**Action item:** Where a line in the records below includes "Option", pull that line out.

**Provided data:**
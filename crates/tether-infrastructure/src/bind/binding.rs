//! Bindings
//!
//! A [`Binding`] is the declarative form of a resource: what is bound
//! ([`Locator`]), how it is supplied, in which scope and by whom.

use std::cmp::{Ordering, Reverse};
use std::fmt;
use std::sync::Arc;

use tether_domain::constants::{SCOPE_CONTAINER, SCOPE_REFERENCE};
use tether_domain::error::{Error, Result};
use tether_domain::lang::{Class, Method, Type};
use tether_domain::object::Object;
use tether_domain::ports::Supplier;
use tether_domain::value_objects::{
    ConstructorStrategy, DeclarationType, Hint, Instance, Locator, Name, Source,
};

use super::supply::{
    ConstantSupplier, ConstructorSupplier, ElementsSupplier, MethodSupplier, ReferenceSupplier,
    RequiredSupplier,
};

/// How a binding supplies its value
#[derive(Debug, Clone, Copy, PartialEq, Eq, Hash, PartialOrd, Ord)]
pub enum BindingType {
    /// Not yet known; the binding is incomplete
    Value,
    /// A constant or otherwise predefined supplier
    Predefined,
    /// Delegates to another instance
    Reference,
    /// Invokes a declared constructor
    Constructor,
    /// Invokes a declared factory method
    Method,
    /// Assembles an array from element hints
    Elements,
}

/// The declarative description of a resource
#[derive(Clone)]
pub struct Binding {
    pub locator: Locator,
    pub binding_type: BindingType,
    pub supplier: Option<Arc<dyn Supplier>>,
    pub scope: Name,
    pub source: Source,
}

impl Binding {
    pub fn new(
        locator: Locator,
        binding_type: BindingType,
        supplier: Option<Arc<dyn Supplier>>,
        scope: Name,
        source: Source,
    ) -> Self {
        Self {
            locator,
            binding_type,
            supplier,
            scope,
            source,
        }
    }

    /// An incomplete binding that still needs a supplier
    pub fn value(locator: Locator, scope: Name, source: Source) -> Self {
        Self::new(locator, BindingType::Value, None, scope, source)
    }

    /// A shared constant in the container scope
    pub fn constant(instance: Instance, value: Object, source: Source) -> Self {
        Self::new(
            Locator::untargeted(instance),
            BindingType::Predefined,
            Some(Arc::new(ConstantSupplier::new(value))),
            Name::named(SCOPE_CONTAINER),
            source,
        )
    }

    /// `instance` is served by whatever serves `to`
    pub fn reference(instance: Instance, to: Instance, source: Source) -> Result<Self> {
        if instance == to {
            return Err(Error::self_referential(&instance, &to));
        }
        if !to.ty.is_assignable_to(&instance.ty) {
            return Err(Error::class_cast(&to.ty, &instance.ty));
        }
        Ok(Self::new(
            Locator::untargeted(instance),
            BindingType::Reference,
            Some(Arc::new(ReferenceSupplier::new(to))),
            Name::named(SCOPE_REFERENCE),
            source,
        ))
    }

    /// An array assembled from `elements` in declaration order
    pub fn elements(instance: Instance, elements: Vec<Hint>, scope: Name, source: Source) -> Result<Self> {
        let element_type = instance.ty.element_type().ok_or_else(|| {
            Error::inconsistent(format!("Elements can only be bound to array types: {instance}"))
        })?;
        let elements = elements
            .iter()
            .map(|hint| hint.typed(&element_type))
            .collect::<Result<Vec<_>>>()?;
        Ok(Self::new(
            Locator::untargeted(instance),
            BindingType::Elements,
            Some(Arc::new(ElementsSupplier::new(elements))),
            scope,
            source,
        ))
    }

    /// Constructs `class` through the constructor `strategy` selects
    pub fn constructor(
        instance: Instance,
        class: &Class,
        strategy: ConstructorStrategy,
        hints: &[Hint],
        scope: Name,
        source: Source,
    ) -> Result<Self> {
        let constructed = Type::raw(class);
        if !constructed.is_assignable_to(&instance.ty) {
            return Err(Error::class_cast(&constructed, &instance.ty));
        }
        let constructor = strategy.select(class)?;
        let hints = Hint::match_types(constructor.parameters(), hints)?;
        Ok(Self::new(
            Locator::untargeted(instance),
            BindingType::Constructor,
            Some(Arc::new(ConstructorSupplier::new(
                constructed,
                constructor,
                hints,
            ))),
            scope,
            source,
        ))
    }

    /// Produces values by invoking `method`
    pub fn method(
        instance: Instance,
        method: Method,
        hints: &[Hint],
        scope: Name,
        source: Source,
    ) -> Result<Self> {
        if !method.returns().is_assignable_to(&instance.ty) {
            return Err(Error::class_cast(method.returns(), &instance.ty));
        }
        let hints = Hint::match_types(method.parameters(), hints)?;
        Ok(Self::new(
            Locator::untargeted(instance),
            BindingType::Method,
            Some(Arc::new(MethodSupplier::new(method, hints))),
            scope,
            source,
        ))
    }

    /// Declares that some other binding must provide `ty`
    pub fn required(ty: Type, source: &Source) -> Self {
        Self::new(
            Locator::untargeted(Instance::default_instance_of(ty)),
            BindingType::Predefined,
            Some(Arc::new(RequiredSupplier)),
            Name::named(SCOPE_CONTAINER),
            source.typed(DeclarationType::Required),
        )
    }

    pub fn ty(&self) -> &Type {
        self.locator.ty()
    }

    pub fn declaration_type(&self) -> DeclarationType {
        self.source.declaration_type
    }

    pub fn is_complete(&self) -> bool {
        self.supplier.is_some()
    }

    /// Attaches the supplier
    ///
    /// Reference bindings always end up in the pass-through reference scope.
    pub fn complete(&self, binding_type: BindingType, supplier: Arc<dyn Supplier>) -> Result<Self> {
        if binding_type == BindingType::Value {
            return Err(Error::illegal_completion(self, binding_type));
        }
        let scope = if binding_type == BindingType::Reference {
            Name::named(SCOPE_REFERENCE)
        } else {
            self.scope.clone()
        };
        Ok(Self::new(
            self.locator.clone(),
            binding_type,
            Some(supplier),
            scope,
            self.source.clone(),
        ))
    }

    /// The same binding bound as one of its supertypes
    pub fn typed(&self, supertype: &Type) -> Result<Self> {
        let ty = self.ty().to_supertype(supertype)?;
        Ok(Self {
            locator: self.locator.typed(ty),
            ..self.clone()
        })
    }

    /// Both bindings are predefined constants sharing the same value
    pub fn is_identical_constant(&self, other: &Binding) -> bool {
        let constant = |b: &Binding| {
            b.supplier
                .as_ref()
                .and_then(|s| s.as_constant().cloned())
        };
        self.binding_type == BindingType::Predefined
            && other.binding_type == BindingType::Predefined
            && match (constant(self), constant(other)) {
                (Some(a), Some(b)) => Arc::ptr_eq(&a, &b),
                _ => false,
            }
    }
}

impl PartialEq for Binding {
    fn eq(&self, other: &Self) -> bool {
        self.cmp(other) == Ordering::Equal
    }
}

impl Eq for Binding {}

impl PartialOrd for Binding {
    fn partial_cmp(&self, other: &Self) -> Option<Ordering> {
        Some(self.cmp(other))
    }
}

impl Ord for Binding {
    /// Raw type name, then instance, target and source (each more qualified
    /// first), then scope and binding type. Equal locators end up adjacent.
    fn cmp(&self, other: &Self) -> Ordering {
        let (a, b) = (&self.locator, &other.locator);
        a.ty()
            .raw_class()
            .name()
            .cmp(b.ty().raw_class().name())
            .then_with(|| {
                a.instance
                    .qualification_rank()
                    .cmp(&b.instance.qualification_rank())
            })
            .then_with(|| a.instance.cmp(&b.instance))
            .then_with(|| a.target.qualification_rank().cmp(&b.target.qualification_rank()))
            .then_with(|| a.target.cmp(&b.target))
            .then_with(|| {
                Reverse(self.source.declaration_type).cmp(&Reverse(other.source.declaration_type))
            })
            .then_with(|| self.source.cmp(&other.source))
            .then_with(|| self.scope.cmp(&other.scope))
            .then_with(|| self.binding_type.cmp(&other.binding_type))
    }
}

impl fmt::Display for Binding {
    fn fmt(&self, f: &mut fmt::Formatter<'_>) -> fmt::Result {
        write!(
            f,
            "{} {:?} [{}] {}",
            self.locator, self.binding_type, self.scope, self.source
        )
    }
}

impl fmt::Debug for Binding {
    fn fmt(&self, f: &mut fmt::Formatter<'_>) -> fmt::Result {
        write!(f, "Binding({self})")
    }
}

**Expected answer:**
    pub supplier: Option<Arc<dyn Supplier>>,
        supplier: Option<Arc<dyn Supplier>>,
    fn partial_cmp(&self, other: &Self) -> Option<Ordering> {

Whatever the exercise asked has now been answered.